- [What to do]:
Whenever a line in the data contains "Serialize", show that line.
START Input data
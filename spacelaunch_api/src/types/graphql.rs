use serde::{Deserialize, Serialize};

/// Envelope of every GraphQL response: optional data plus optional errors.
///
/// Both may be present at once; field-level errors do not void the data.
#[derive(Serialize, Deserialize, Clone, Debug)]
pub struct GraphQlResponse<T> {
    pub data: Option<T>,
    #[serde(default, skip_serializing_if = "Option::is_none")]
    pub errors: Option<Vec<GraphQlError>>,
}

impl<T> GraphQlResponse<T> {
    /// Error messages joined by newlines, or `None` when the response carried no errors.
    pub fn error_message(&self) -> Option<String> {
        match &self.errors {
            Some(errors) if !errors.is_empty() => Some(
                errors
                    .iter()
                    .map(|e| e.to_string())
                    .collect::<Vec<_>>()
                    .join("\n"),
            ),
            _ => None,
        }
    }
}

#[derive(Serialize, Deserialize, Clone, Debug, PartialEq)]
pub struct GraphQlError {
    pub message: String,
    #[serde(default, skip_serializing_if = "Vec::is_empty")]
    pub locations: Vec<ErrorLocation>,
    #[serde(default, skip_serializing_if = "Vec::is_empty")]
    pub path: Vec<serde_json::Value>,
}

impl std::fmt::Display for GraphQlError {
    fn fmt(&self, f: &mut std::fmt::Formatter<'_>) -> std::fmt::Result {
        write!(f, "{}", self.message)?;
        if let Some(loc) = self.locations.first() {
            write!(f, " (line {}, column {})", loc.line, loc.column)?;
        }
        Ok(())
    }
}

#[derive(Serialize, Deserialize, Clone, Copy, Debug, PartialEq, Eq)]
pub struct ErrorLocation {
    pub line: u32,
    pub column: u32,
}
END Input data
- [Reply]:
use serde::{Deserialize, Serialize};
#[derive(Serialize, Deserialize, Clone, Debug)]
#[derive(Serialize, Deserialize, Clone, Debug, PartialEq)]
#[derive(Serialize, Deserialize, Clone, Copy, Debug, PartialEq, Eq)]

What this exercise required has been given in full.